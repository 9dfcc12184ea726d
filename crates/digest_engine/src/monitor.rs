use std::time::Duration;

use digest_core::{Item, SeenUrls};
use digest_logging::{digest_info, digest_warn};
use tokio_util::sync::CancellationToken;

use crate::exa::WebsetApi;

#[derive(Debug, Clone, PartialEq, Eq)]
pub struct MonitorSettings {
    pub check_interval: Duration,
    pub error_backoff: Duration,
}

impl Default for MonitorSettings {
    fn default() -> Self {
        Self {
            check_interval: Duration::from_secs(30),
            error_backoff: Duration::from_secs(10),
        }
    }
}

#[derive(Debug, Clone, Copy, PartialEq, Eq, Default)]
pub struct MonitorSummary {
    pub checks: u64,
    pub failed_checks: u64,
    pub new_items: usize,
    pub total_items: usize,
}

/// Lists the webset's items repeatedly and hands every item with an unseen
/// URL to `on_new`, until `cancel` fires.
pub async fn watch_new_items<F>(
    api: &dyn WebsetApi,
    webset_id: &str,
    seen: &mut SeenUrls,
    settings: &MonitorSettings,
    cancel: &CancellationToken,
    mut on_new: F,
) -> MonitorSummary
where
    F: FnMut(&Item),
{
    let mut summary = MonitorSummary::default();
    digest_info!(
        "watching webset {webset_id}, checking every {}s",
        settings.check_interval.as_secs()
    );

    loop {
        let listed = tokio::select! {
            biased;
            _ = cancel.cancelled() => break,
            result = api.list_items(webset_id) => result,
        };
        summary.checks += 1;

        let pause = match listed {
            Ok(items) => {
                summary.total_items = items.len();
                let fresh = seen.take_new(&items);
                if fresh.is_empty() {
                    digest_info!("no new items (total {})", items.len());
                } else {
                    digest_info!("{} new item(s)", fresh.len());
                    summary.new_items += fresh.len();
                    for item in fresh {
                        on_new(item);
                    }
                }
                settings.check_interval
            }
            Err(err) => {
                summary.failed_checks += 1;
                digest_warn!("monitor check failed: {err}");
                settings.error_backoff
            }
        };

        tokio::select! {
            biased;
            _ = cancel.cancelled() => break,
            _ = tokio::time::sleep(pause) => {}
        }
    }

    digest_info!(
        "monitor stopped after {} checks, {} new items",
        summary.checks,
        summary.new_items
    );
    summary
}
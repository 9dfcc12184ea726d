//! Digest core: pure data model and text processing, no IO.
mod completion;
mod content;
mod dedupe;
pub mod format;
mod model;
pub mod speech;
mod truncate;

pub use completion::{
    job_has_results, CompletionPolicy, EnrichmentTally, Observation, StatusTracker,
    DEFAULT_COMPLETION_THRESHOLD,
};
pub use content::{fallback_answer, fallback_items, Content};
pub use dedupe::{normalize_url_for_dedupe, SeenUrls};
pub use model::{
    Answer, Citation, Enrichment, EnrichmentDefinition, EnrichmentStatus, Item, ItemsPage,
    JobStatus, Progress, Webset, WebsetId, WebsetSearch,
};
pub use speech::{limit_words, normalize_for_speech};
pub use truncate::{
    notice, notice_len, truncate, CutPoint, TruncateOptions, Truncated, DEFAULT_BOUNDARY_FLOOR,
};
-.-.-
# Work required
Filter the listing for the word "MonitorSummary" and copy each line that has it.

# Answer section
pub struct MonitorSummary {
) -> MonitorSummary
    let mut summary = MonitorSummary::default();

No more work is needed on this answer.